There is no reason for you to trade your Cruze in for a newer model unless you are upgrading your trim or something. Replacing your car with a newer one is an enormous waste of money. The difference between the two is very subtle.

If you are unsatisfied with your Cruze, I suggest just buying a different car.


----------



## Hushero (May 31, 2012)

2013Cruze said:


> If your going to trade your 2011 Cruze I wouldn't get a 2012 I would get a 2013 Cruze the 13 Cruze has MyLink 7 in color touchscreen new safety features back up rear camera.


Totally I agree with you


----------



## Macman (May 4, 2011)

In that case, I might have to live with it or get something like a 2013 malibu.


----------



## XtremeRevolution (Jan 19, 2012)

ErikBEggs said:


> There is no reason for you to trade your Cruze in for a newer model unless you are upgrading your trim or something.
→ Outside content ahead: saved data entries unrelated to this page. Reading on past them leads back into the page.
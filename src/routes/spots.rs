use actix_web::{web, HttpResponse};
use validator::Validate;

use crate::core::explain_match;
use crate::models::{DetailsResponse, PreferencesRequest};
use crate::routes::{ApiError, AppState};

/// Configure all study-spot routes
pub fn configure(cfg: &mut web::ServiceConfig) {
    cfg.route("/studyspots/all", web::get().to(list_spots))
        .route("/studyspots/{id}", web::get().to(get_spot))
        .route("/studyspots/{id}/details", web::post().to(spot_details));
}

/// GET /api/studyspots/all
async fn list_spots(state: web::Data<AppState>) -> HttpResponse {
    HttpResponse::Ok().json(state.catalog.all())
}

/// GET /api/studyspots/{id}
async fn get_spot(
    state: web::Data<AppState>,
    path: web::Path<String>,
) -> Result<HttpResponse, ApiError> {
    let id = path.into_inner();
    let spot = state.catalog.get(&id).ok_or_else(|| spot_not_found(&id))?;
    Ok(HttpResponse::Ok().json(spot))
}

/// Explain how a spot matches the given preferences
///
/// POST /api/studyspots/{id}/details
///
/// Takes the same body as `/api/preferences/apply`. Only `distancesFromUser`
/// is consulted for the spot's distance; no lookups are made.
async fn spot_details(
    state: web::Data<AppState>,
    path: web::Path<String>,
    req: web::Json<PreferencesRequest>,
) -> Result<HttpResponse, ApiError> {
    let id = path.into_inner();
    req.validate().map_err(|e| ApiError::bad_request("Validation failed", e))?;

    let spot = state.catalog.get(&id).ok_or_else(|| spot_not_found(&id))?;
    let preferences = req.to_preferences()?;
    let distance = req
        .distances_from_user
        .as_ref()
        .and_then(|distances| distances.get(&id).copied());

    let explanation = explain_match(spot, &preferences, distance, state.ranker.weights());

    tracing::debug!("Explained spot {} with {} factors", id, explanation.factors.len());

    Ok(HttpResponse::Ok().json(DetailsResponse {
        spot: spot.clone(),
        explanation: explanation.summary(),
        factors: explanation.factors,
        breakdown: explanation.breakdown,
        distance,
    }))
}

fn spot_not_found(id: &str) -> ApiError {
    ApiError::not_found("Study spot not found", format!("No study spot with id {}", id))
}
Replacing your car with a newer one is an enormous waste of money. The difference between the two is very subtle.
> 
> If you are unsatisfied with your Cruze, I suggest just buying a different car.
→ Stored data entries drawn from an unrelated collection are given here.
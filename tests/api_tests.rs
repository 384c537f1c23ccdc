// HTTP API tests for Study Spot Match

use actix_web::{http::StatusCode, test, web, App};
use mockito::{Matcher, Server};
use serde_json::{json, Value};
use study_spot_match::config::Settings;
use study_spot_match::routes::{self, AppState};

fn default_state() -> AppState {
    AppState::from_settings(&Settings::default()).expect("app state")
}

fn state_with(configure: impl FnOnce(&mut Settings)) -> AppState {
    let mut settings = Settings::default();
    configure(&mut settings);
    AppState::from_settings(&settings).expect("app state")
}

macro_rules! init_app {
    ($state:expr) => {
        test::init_service(
            App::new()
                .app_data(web::Data::new($state))
                .app_data(web::JsonConfig::default().error_handler(routes::handle_json_payload_error))
                .app_data(web::QueryConfig::default().error_handler(routes::handle_query_payload_error))
                .configure(routes::configure_routes),
        )
        .await
    };
}

#[actix_web::test]
async fn test_health_check() {
    let app = init_app!(default_state());

    let req = test::TestRequest::get().uri("/api/health").to_request();
    let body: Value = test::call_and_read_body_json(&app, req).await;

    assert_eq!(body["status"], "healthy");
    assert_eq!(body["catalogSize"], 34);
}

#[actix_web::test]
async fn test_list_and_get_spots() {
    let app = init_app!(default_state());

    let req = test::TestRequest::get().uri("/api/studyspots/all").to_request();
    let spots: Vec<Value> = test::call_and_read_body_json(&app, req).await;
    assert_eq!(spots.len(), 34);
    assert_eq!(spots[0]["closeTime"], "24:00");
    assert_eq!(spots[0]["amenities"]["WiFi"], 1);

    let req = test::TestRequest::get().uri("/api/studyspots/5").to_request();
    let spot: Value = test::call_and_read_body_json(&app, req).await;
    assert_eq!(spot["name"], "Koerner Library");
    assert_eq!(spot["noiseLevel"], "Silent");
}

#[actix_web::test]
async fn test_unknown_spot_is_404() {
    let app = init_app!(default_state());

    let req = test::TestRequest::get().uri("/api/studyspots/999").to_request();
    let resp = test::call_service(&app, req).await;

    assert_eq!(resp.status(), StatusCode::NOT_FOUND);
    let body: Value = test::read_body_json(resp).await;
    assert_eq!(body["status_code"], 404);
}

#[actix_web::test]
async fn test_apply_ranks_with_supplied_distances() {
    let app = init_app!(default_state());

    let req = test::TestRequest::post()
        .uri("/api/preferences/apply")
        .set_json(json!({
            "maxDistance": 100,
            "distancesFromUser": {"1": 50.0, "2": 100.0, "3": 200.0}
        }))
        .to_request();
    let ranked: Vec<Value> = test::call_and_read_body_json(&app, req).await;

    assert_eq!(ranked.len(), 34);
    assert_eq!(ranked[0]["id"], "1");
    assert_eq!(ranked[0]["score"], 100.0);
    assert_eq!(ranked[0]["distance"], 50.0);
    assert_eq!(ranked[33]["score"], 0.0);
    assert!(ranked[0]["breakdown"]["proximity"].is_number());
}

#[actix_web::test]
async fn test_apply_show_all() {
    let app = init_app!(default_state());

    let req = test::TestRequest::post()
        .uri("/api/preferences/apply")
        .set_json(json!({"showAll": true, "noiseLevel": "Loud"}))
        .to_request();
    let ranked: Vec<Value> = test::call_and_read_body_json(&app, req).await;

    assert_eq!(ranked.len(), 34);
    assert!(ranked.iter().all(|s| s["score"] == 100.0));
    assert_eq!(ranked[0]["id"], "1");
    assert_eq!(ranked[33]["id"], "34");
}

#[actix_web::test]
async fn test_apply_rejects_unknown_noise_level() {
    let app = init_app!(default_state());

    let req = test::TestRequest::post()
        .uri("/api/preferences/apply")
        .set_json(json!({"noiseLevel": "Deafening"}))
        .to_request();
    let resp = test::call_service(&app, req).await;

    assert_eq!(resp.status(), StatusCode::BAD_REQUEST);
}

#[actix_web::test]
async fn test_apply_rejects_negative_max_distance() {
    let app = init_app!(default_state());

    let req = test::TestRequest::post()
        .uri("/api/preferences/apply")
        .set_json(json!({"maxDistance": -5}))
        .to_request();
    let resp = test::call_service(&app, req).await;

    assert_eq!(resp.status(), StatusCode::BAD_REQUEST);
    let body: Value = test::read_body_json(resp).await;
    assert_eq!(body["error"], "Validation failed");
}

#[actix_web::test]
async fn test_apply_rejects_negative_supplied_distance() {
    let app = init_app!(default_state());

    let req = test::TestRequest::post()
        .uri("/api/preferences/apply")
        .set_json(json!({"maxDistance": 100, "distancesFromUser": {"1": -50.0}}))
        .to_request();
    let resp = test::call_service(&app, req).await;

    assert_eq!(resp.status(), StatusCode::BAD_REQUEST);
    let body: Value = test::read_body_json(resp).await;
    assert_eq!(body["error"], "Validation failed");
}

#[actix_web::test]
async fn test_malformed_json_is_400() {
    let app = init_app!(default_state());

    let req = test::TestRequest::post()
        .uri("/api/preferences/apply")
        .insert_header(("content-type", "application/json"))
        .set_payload("{\"noiseLevel\": ")
        .to_request();
    let resp = test::call_service(&app, req).await;

    assert_eq!(resp.status(), StatusCode::BAD_REQUEST);
    let body: Value = test::read_body_json(resp).await;
    assert_eq!(body["error"], "invalid_json");
}

#[actix_web::test]
async fn test_apply_degrades_when_origin_cannot_be_geocoded() {
    let mut server = Server::new_async().await;
    server
        .mock("GET", "/search")
        .match_query(Matcher::Any)
        .with_status(200)
        .with_body("[]")
        .create_async()
        .await;
    let url = server.url();
    let app = init_app!(state_with(|s| s.routing.nominatim_url = url));

    let req = test::TestRequest::post()
        .uri("/api/preferences/apply")
        .set_json(json!({"noiseLevel": "Silent", "originAddress": "Nowhere"}))
        .to_request();
    let ranked: Vec<Value> = test::call_and_read_body_json(&app, req).await;

    assert_eq!(ranked.len(), 34);
    assert!(ranked.iter().all(|s| s["distance"].is_null()));
    assert_eq!(ranked[0]["noiseLevel"], "Silent");
}

#[actix_web::test]
async fn test_apply_resolves_distances_from_origin() {
    let mut server = Server::new_async().await;
    server
        .mock("GET", Matcher::Regex(r"^/route/v1/foot/".to_string()))
        .with_status(200)
        .with_body(r#"{"code":"Ok","routes":[{"distance":400.0,"duration":300.0}]}"#)
        .expect(34)
        .create_async()
        .await;
    let url = server.url();
    let app = init_app!(state_with(|s| s.routing.osrm_url = url));

    let req = test::TestRequest::post()
        .uri("/api/preferences/apply")
        .set_json(json!({"originLat": 49.2606, "originLng": -123.2460}))
        .to_request();
    let ranked: Vec<Value> = test::call_and_read_body_json(&app, req).await;

    assert!(ranked.iter().all(|s| s["distance"] == 400.0));
}

#[actix_web::test]
async fn test_spot_details_explains_match() {
    let app = init_app!(default_state());

    let req = test::TestRequest::post()
        .uri("/api/studyspots/14/details")
        .set_json(json!({
            "noiseLevel": "Silent",
            "selectedAmenities": ["projectors"],
            "distancesFromUser": {"14": 120.0}
        }))
        .to_request();
    let body: Value = test::call_and_read_body_json(&app, req).await;

    assert_eq!(body["spot"]["id"], "14");
    assert_eq!(body["distance"], 120.0);
    let explanation = body["explanation"].as_str().unwrap();
    assert!(explanation.starts_with("Match factors:"));
    assert!(explanation.contains("- Noise Level: Silent"));
    assert!(explanation.contains("- Has amenity: Projector"));
    assert_eq!(body["breakdown"]["noise"], 15.0);
}

#[actix_web::test]
async fn test_reset_returns_defaults() {
    let app = init_app!(default_state());

    let req = test::TestRequest::post().uri("/api/preferences/reset").to_request();
    let body: Value = test::call_and_read_body_json(&app, req).await;

    assert_eq!(body["status"], "success");
    assert_eq!(body["preferences"]["noiseLevel"], "Any");
    assert_eq!(body["preferences"]["closeTime"], "24:00");
    assert_eq!(body["preferences"]["amenities"]["Projector"], false);
}

#[actix_web::test]
async fn test_walk_rejects_invalid_coordinates() {
    let app = init_app!(default_state());

    let req = test::TestRequest::get()
        .uri("/api/walk?originLat=91&originLng=-123.25&destLat=49.26&destLng=-123.24")
        .to_request();
    let resp = test::call_service(&app, req).await;

    assert_eq!(resp.status(), StatusCode::BAD_REQUEST);
}

#[actix_web::test]
async fn test_walk_missing_parameters_is_400() {
    let app = init_app!(default_state());

    let req = test::TestRequest::get().uri("/api/walk?originLat=49.26").to_request();
    let resp = test::call_service(&app, req).await;

    assert_eq!(resp.status(), StatusCode::BAD_REQUEST);
    let body: Value = test::read_body_json(resp).await;
    assert_eq!(body["error"], "invalid_query");
}

#[actix_web::test]
async fn test_walk_returns_route() {
    let mut server = Server::new_async().await;
    server
        .mock("GET", Matcher::Regex(r"^/route/v1/foot/".to_string()))
        .with_status(200)
        .with_body(r#"{"code":"Ok","routes":[{"distance":812.4,"duration":610.0}]}"#)
        .create_async()
        .await;
    let url = server.url();
    let app = init_app!(state_with(|s| s.routing.osrm_url = url));

    let req = test::TestRequest::get()
        .uri("/api/walk?originLat=49.2606&originLng=-123.2460&destLat=49.2667&destLng=-123.2562")
        .to_request();
    let body: Value = test::call_and_read_body_json(&app, req).await;

    assert_eq!(body["distanceMeters"], 812.4);
    assert_eq!(body["durationSeconds"], 610.0);
}

#[actix_web::test]
async fn test_walk_upstream_failure_is_502() {
    let mut server = Server::new_async().await;
    server
        .mock("GET", Matcher::Regex(r"^/route/v1/foot/".to_string()))
        .with_status(503)
        .create_async()
        .await;
    let url = server.url();
    let app = init_app!(state_with(|s| s.routing.osrm_url = url));

    let req = test::TestRequest::get()
        .uri("/api/walk?originLat=49.2606&originLng=-123.2460&destLat=49.2667&destLng=-123.2562")
        .to_request();
    let resp = test::call_service(&app, req).await;

    assert_eq!(resp.status(), StatusCode::BAD_GATEWAY);
}

#[actix_web::test]
async fn test_geocode_endpoint() {
    let mut server = Server::new_async().await;
    server
        .mock("GET", "/search")
        .match_query(Matcher::UrlEncoded("q".into(), "2366 Main Mall".into()))
        .with_status(200)
        .with_body(r#"[{"lat":"49.2612","lon":"-123.2489"}]"#)
        .create_async()
        .await;
    let url = server.url();
    let app = init_app!(state_with(|s| s.routing.nominatim_url = url));

    let req = test::TestRequest::get()
        .uri("/api/geocode?address=2366%20Main%20Mall")
        .to_request();
    let body: Value = test::call_and_read_body_json(&app, req).await;

    assert_eq!(body["latitude"], 49.2612);
    assert_eq!(body["longitude"], -123.2489);
}

#[actix_web::test]
async fn test_geocode_empty_address_is_400() {
    let app = init_app!(default_state());

    let req = test::TestRequest::get().uri("/api/geocode?address=").to_request();
    let resp = test::call_service(&app, req).await;

    assert_eq!(resp.status(), StatusCode::BAD_REQUEST);
}

#[actix_web::test]
async fn test_maps_key_endpoint() {
    let app = init_app!(default_state());
    let req = test::TestRequest::get().uri("/api/google-maps-api-key").to_request();
    let resp = test::call_service(&app, req).await;
    assert_eq!(resp.status(), StatusCode::NOT_FOUND);

    let app = init_app!(state_with(|s| s.maps.api_key = Some("test-key".to_string())));
    let req = test::TestRequest::get().uri("/api/google-maps-api-key").to_request();
    let body: Value = test::call_and_read_body_json(&app, req).await;
    assert_eq!(body["apiKey"], "test-key");
}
Now now, coming from you, this is a bit surprising. You specifically told me on Facebook how much easier it was to get better fuel economy with a 2012 model when you had one as a rental. That's beside the other issues that were common with 2011 models that were either fixed or revised in 2012 models, and those who have been paying close attention (like myself for example, as I report more of these to GM directly than I can't count) will know that there were quite a few revisions and 2012 models as a whole were significantly less problematic. 

We had the coolant smell issue, we had the noisy front suspension, we had a re-tooling down at Lordstown to get better rear drum adjustment consistency, the issue with spark plug gaps that as far as I'm concerned has not come back with newer models, the adjustments in the paint department where a few models came out with paint defects, a bad batch of windshield washer nozzles, the wind noise on the highway, the oil consumption on a limited batch, the zebra striping on cylinders on a limited batch, and the list goes on. These are all issues that you won't find on a late production 2012 or a 2013 Cruze as they've been resolved. 



Macman said:


> In that case, I might have to live with it or get something like a 2013 malibu.


If you are unhappy with your Cruze, I would bump up to a 2012 or 2013 model assuming you won't be at a significant loss. While the 2013 Malibu is a very nice car, it will be more expensive and will not achieve the same fuel economy numbers that a Cruze can.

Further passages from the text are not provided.